*GIVEN DATA*
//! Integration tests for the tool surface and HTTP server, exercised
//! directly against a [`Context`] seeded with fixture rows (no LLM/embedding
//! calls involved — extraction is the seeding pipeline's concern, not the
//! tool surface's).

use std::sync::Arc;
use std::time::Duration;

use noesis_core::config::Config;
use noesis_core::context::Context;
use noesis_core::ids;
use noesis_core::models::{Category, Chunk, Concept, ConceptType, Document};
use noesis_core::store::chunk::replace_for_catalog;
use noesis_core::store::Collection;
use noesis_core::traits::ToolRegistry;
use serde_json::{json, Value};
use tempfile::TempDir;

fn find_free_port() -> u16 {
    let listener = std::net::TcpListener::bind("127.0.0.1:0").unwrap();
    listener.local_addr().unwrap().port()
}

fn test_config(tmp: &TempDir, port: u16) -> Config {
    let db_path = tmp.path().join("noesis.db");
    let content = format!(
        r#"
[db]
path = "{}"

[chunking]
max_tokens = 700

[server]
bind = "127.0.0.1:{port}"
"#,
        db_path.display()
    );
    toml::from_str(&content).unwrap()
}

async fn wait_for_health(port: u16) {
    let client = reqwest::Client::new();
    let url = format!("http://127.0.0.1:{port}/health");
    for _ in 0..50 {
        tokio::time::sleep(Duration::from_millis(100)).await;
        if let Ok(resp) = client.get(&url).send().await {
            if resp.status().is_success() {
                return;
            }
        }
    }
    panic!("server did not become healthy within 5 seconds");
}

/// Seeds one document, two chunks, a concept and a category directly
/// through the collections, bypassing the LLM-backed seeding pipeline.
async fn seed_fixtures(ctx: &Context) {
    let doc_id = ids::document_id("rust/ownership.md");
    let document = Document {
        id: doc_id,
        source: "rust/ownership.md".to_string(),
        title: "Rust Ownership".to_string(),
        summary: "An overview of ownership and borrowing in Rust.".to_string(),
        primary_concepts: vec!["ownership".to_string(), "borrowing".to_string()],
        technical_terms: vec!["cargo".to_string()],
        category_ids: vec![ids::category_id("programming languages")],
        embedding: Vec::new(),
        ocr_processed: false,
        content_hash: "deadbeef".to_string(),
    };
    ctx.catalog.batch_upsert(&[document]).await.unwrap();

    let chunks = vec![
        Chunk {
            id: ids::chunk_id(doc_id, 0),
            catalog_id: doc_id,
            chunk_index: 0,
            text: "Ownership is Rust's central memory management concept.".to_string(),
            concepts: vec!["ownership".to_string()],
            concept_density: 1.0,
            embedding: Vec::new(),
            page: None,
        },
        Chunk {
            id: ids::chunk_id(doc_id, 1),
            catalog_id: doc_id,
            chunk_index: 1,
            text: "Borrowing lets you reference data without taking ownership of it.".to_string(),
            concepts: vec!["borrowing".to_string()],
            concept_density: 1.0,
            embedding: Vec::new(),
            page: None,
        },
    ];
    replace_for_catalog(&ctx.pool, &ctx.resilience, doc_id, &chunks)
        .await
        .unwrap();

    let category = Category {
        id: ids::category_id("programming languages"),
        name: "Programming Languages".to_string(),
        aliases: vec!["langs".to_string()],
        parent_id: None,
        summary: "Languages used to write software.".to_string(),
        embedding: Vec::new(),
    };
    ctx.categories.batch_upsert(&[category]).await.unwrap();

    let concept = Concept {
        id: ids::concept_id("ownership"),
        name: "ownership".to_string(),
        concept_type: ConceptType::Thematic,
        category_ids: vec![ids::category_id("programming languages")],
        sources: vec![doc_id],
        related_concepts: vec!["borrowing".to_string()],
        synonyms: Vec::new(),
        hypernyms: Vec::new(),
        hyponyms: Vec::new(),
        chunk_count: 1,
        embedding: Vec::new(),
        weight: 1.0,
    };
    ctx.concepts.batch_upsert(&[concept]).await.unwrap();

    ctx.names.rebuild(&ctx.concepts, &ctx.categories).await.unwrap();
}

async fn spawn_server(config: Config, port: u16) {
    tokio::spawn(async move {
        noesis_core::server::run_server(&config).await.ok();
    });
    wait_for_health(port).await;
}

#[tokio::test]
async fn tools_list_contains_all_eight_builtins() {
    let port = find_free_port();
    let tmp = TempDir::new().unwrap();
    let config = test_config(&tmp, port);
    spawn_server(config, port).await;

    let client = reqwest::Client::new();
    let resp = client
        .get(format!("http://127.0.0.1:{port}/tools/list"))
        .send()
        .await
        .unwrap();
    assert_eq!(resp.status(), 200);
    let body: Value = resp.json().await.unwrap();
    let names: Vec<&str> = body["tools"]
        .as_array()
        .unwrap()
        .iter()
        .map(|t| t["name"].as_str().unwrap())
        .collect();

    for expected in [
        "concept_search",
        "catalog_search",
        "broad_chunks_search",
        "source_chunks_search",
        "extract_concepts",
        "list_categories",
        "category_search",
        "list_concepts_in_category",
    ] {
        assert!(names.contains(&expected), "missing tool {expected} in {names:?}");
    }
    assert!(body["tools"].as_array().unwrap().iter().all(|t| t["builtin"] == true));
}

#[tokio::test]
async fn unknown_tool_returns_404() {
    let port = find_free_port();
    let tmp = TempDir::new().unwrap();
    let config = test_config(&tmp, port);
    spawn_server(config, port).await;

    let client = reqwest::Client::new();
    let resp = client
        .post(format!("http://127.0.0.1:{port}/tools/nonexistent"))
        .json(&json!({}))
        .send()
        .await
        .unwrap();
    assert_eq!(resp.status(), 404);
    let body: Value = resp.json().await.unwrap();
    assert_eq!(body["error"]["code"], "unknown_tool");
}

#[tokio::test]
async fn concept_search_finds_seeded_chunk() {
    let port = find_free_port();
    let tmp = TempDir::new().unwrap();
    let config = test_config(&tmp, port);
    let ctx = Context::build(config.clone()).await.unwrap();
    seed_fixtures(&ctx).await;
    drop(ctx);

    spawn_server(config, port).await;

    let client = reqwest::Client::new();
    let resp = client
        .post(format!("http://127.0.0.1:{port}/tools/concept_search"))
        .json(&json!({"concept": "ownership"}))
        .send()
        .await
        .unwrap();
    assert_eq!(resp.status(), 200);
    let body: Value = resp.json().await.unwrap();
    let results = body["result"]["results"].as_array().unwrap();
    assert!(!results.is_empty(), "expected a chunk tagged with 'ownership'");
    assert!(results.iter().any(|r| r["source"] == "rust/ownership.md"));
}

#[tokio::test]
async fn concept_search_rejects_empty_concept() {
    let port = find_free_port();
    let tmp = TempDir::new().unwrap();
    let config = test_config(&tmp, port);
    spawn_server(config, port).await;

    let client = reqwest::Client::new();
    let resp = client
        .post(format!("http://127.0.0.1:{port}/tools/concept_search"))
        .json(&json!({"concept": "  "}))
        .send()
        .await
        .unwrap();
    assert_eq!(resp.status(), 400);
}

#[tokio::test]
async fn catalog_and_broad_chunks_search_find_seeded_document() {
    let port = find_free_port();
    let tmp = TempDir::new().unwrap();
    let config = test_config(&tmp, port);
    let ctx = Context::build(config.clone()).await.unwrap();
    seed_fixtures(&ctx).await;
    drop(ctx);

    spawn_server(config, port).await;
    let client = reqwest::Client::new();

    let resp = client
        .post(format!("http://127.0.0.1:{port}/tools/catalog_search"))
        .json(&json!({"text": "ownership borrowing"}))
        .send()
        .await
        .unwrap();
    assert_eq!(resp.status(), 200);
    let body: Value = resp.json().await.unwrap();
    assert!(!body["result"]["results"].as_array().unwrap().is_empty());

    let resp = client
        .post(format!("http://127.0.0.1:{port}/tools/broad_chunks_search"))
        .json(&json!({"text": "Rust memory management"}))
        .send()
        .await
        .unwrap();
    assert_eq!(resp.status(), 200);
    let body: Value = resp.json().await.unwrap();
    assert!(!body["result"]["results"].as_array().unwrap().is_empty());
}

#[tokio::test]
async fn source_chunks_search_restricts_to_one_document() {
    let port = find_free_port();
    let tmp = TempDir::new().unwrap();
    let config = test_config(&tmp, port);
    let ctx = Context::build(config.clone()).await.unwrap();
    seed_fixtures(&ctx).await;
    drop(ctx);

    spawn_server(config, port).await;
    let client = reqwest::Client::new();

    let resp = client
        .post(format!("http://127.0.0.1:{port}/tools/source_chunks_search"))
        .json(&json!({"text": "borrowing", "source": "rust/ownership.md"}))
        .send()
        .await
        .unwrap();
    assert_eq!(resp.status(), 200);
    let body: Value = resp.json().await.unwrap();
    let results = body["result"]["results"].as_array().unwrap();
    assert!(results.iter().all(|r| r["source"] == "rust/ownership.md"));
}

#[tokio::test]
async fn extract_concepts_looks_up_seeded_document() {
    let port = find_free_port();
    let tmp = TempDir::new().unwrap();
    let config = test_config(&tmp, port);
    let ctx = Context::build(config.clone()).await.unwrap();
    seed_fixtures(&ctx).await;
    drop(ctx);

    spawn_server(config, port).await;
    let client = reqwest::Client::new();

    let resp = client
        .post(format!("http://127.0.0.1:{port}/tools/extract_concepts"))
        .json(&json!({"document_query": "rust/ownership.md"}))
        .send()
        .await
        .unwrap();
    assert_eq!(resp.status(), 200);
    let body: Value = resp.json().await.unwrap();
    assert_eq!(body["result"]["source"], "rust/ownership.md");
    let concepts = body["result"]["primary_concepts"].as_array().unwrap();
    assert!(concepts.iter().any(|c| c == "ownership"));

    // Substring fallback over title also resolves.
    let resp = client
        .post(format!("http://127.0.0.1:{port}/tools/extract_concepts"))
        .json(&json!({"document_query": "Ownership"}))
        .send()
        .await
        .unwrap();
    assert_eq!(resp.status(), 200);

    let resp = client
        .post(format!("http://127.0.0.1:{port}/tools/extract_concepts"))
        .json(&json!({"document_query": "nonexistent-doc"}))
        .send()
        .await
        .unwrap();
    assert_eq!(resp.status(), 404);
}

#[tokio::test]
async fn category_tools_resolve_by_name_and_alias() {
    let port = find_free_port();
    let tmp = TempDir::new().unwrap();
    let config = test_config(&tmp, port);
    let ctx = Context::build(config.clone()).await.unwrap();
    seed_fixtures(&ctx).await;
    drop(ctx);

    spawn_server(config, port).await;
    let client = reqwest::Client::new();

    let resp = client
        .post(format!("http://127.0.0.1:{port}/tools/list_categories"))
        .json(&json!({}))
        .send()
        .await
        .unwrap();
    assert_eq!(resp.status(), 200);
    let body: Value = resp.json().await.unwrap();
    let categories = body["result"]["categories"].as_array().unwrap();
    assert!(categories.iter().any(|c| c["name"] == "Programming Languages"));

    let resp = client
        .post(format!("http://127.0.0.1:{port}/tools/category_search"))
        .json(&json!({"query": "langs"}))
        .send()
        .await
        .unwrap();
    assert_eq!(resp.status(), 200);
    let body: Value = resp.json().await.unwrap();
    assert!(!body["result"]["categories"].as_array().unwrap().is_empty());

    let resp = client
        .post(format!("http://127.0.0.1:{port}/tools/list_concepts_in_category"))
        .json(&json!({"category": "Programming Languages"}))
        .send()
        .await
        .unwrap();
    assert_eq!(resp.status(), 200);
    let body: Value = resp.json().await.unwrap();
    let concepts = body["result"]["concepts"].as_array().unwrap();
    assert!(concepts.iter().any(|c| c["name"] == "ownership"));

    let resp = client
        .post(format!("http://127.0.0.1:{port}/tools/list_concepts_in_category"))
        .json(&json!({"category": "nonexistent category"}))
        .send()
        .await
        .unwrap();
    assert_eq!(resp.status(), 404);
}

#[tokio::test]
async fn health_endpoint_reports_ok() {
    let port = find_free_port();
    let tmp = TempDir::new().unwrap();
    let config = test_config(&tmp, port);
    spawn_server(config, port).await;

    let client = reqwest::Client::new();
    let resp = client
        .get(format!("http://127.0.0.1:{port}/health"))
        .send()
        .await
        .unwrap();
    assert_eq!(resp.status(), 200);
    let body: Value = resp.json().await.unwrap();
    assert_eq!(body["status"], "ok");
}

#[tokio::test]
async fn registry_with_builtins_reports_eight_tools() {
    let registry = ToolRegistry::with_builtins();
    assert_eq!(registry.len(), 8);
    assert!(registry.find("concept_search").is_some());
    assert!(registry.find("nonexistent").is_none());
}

*THE TASK*
Lines of the listing above that include the string "listener" should each be copied.

*THE COMPLETED TASK*
    let listener = std::net::TcpListener::bind("127.0.0.1:0").unwrap();
    listener.local_addr().unwrap().port()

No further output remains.